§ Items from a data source

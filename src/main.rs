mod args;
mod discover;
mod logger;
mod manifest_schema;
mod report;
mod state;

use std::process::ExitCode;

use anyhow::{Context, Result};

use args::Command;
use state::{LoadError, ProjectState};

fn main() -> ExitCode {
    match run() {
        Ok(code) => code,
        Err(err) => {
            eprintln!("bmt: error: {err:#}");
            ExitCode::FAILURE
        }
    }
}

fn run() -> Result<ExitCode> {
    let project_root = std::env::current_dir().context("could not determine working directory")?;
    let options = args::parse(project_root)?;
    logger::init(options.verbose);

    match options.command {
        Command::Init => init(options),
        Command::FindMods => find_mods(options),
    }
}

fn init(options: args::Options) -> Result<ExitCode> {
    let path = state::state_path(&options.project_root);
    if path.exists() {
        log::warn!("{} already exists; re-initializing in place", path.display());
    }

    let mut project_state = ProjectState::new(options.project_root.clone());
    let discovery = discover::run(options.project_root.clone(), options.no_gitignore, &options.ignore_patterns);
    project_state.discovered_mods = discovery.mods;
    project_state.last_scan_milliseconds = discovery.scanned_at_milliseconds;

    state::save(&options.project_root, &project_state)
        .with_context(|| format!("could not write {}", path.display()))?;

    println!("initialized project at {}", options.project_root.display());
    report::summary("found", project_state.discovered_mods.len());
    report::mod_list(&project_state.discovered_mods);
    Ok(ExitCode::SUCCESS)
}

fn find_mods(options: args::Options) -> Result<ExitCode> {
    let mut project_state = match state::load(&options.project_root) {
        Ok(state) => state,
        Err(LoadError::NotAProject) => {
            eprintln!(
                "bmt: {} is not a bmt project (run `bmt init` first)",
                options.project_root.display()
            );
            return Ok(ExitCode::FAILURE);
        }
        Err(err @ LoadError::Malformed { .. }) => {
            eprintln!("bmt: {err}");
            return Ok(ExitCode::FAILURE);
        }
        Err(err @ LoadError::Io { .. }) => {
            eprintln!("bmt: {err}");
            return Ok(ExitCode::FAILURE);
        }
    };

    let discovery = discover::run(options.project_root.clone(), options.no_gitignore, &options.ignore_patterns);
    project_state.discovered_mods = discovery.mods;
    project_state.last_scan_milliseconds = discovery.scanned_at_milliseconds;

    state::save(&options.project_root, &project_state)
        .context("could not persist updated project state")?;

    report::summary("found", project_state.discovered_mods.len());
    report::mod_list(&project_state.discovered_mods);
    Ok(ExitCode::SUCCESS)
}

==

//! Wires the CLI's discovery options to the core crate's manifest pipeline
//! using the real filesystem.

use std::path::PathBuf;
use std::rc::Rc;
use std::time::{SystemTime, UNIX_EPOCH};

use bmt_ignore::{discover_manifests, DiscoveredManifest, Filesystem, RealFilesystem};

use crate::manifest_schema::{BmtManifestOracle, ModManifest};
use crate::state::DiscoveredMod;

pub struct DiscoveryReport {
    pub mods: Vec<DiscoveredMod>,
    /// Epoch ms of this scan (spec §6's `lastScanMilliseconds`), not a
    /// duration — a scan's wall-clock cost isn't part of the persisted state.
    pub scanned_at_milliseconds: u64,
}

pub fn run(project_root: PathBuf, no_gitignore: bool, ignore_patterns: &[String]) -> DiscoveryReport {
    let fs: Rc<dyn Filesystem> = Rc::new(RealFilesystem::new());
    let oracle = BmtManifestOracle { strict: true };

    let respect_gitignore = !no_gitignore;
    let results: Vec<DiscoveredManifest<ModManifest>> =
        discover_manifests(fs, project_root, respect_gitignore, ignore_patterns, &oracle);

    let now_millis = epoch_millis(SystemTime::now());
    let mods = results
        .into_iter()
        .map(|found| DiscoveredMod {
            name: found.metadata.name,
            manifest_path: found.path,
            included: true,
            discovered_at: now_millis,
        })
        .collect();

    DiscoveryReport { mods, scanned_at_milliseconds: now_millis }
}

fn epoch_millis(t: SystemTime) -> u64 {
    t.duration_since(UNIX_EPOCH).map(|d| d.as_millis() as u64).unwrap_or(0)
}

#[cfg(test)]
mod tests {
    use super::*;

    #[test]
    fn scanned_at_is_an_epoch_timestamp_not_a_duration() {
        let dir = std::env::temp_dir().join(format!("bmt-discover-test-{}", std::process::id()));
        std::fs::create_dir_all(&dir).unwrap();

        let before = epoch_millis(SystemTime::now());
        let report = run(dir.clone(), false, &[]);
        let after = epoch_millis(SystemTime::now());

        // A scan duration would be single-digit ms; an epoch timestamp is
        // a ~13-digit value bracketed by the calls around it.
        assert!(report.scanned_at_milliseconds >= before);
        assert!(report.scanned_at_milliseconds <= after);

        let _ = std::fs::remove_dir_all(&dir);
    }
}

§ Task prompt
The answer must consist of every line above that holds the string "args", copied exactly.

§ Result below
mod args;
use args::Command;
    let options = args::parse(project_root)?;
fn init(options: args::Options) -> Result<ExitCode> {
fn find_mods(options: args::Options) -> Result<ExitCode> {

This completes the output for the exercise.